--- DATA TO PROCESS ---
--- --- ---
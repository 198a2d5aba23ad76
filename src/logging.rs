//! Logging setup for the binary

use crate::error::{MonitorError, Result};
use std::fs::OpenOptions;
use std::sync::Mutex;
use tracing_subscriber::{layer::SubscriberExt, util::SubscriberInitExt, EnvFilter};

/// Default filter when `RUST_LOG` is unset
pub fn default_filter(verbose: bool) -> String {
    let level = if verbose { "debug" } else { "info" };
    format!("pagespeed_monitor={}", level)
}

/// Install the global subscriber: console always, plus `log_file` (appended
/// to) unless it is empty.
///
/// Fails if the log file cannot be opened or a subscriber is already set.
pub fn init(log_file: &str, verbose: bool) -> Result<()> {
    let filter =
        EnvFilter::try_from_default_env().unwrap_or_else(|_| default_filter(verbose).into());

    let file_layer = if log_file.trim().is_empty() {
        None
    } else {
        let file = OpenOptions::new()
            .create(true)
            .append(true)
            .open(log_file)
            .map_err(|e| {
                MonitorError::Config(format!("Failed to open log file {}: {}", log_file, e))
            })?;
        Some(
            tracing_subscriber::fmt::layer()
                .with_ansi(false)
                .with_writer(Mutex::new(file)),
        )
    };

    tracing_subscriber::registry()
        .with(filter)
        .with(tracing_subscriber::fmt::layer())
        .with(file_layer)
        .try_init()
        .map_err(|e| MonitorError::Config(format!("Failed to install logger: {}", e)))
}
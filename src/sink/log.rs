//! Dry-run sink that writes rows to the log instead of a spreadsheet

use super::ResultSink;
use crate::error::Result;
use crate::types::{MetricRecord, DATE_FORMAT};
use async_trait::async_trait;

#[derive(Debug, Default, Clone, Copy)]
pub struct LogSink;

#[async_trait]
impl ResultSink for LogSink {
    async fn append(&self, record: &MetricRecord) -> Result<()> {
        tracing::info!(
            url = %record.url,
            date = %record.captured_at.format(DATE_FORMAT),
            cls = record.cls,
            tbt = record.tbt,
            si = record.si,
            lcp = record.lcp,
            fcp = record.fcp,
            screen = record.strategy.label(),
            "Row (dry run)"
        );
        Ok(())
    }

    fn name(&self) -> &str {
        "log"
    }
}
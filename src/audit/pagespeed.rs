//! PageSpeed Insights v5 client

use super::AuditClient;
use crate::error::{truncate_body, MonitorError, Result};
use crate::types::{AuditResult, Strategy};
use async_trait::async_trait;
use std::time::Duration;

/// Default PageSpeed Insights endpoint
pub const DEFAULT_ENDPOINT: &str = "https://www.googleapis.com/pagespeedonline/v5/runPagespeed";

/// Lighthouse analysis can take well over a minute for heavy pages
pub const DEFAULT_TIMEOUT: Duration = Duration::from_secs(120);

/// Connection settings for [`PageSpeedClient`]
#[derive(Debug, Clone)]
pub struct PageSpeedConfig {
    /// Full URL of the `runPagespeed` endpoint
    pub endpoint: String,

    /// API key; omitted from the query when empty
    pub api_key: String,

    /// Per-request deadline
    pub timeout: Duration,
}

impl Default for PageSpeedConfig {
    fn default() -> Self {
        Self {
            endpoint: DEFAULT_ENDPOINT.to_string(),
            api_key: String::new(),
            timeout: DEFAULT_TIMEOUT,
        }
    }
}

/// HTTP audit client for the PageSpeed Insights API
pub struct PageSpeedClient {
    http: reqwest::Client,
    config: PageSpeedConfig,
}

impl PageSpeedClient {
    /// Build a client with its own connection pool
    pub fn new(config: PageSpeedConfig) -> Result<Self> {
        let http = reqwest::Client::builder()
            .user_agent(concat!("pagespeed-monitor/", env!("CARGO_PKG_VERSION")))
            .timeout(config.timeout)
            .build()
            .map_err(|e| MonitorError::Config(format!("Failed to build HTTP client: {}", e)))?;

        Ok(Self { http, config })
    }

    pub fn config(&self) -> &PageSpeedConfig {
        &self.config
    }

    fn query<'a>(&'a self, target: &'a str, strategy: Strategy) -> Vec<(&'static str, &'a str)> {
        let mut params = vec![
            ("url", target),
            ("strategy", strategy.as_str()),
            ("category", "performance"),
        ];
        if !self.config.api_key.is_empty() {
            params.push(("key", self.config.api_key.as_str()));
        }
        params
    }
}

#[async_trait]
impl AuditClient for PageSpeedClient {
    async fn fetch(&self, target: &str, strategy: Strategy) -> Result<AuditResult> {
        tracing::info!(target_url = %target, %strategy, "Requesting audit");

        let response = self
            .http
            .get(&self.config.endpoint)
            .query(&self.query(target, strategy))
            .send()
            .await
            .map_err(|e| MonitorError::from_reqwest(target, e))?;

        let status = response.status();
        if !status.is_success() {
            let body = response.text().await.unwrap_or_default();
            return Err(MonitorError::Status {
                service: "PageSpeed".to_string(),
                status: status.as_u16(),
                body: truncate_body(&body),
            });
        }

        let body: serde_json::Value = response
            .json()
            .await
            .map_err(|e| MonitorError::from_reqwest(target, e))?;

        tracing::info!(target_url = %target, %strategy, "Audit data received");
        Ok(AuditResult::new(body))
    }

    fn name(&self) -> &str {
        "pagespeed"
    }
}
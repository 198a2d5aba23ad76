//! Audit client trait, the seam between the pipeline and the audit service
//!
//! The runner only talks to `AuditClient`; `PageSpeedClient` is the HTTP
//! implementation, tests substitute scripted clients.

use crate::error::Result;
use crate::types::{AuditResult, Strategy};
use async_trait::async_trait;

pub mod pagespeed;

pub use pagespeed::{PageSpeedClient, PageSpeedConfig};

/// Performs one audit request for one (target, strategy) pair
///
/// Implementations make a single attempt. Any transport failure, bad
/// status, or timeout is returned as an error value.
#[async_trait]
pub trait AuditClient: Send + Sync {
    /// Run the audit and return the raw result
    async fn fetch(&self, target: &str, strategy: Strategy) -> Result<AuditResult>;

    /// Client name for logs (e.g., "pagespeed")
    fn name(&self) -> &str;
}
--- --- ---
Return all lines of the material above in which the word "PageSpeedClient" occurs.

/// Connection settings for [`PageSpeedClient`]
pub struct PageSpeedClient {
impl PageSpeedClient {
impl AuditClient for PageSpeedClient {
//! The runner only talks to `AuditClient`; `PageSpeedClient` is the HTTP
pub use pagespeed::{PageSpeedClient, PageSpeedConfig};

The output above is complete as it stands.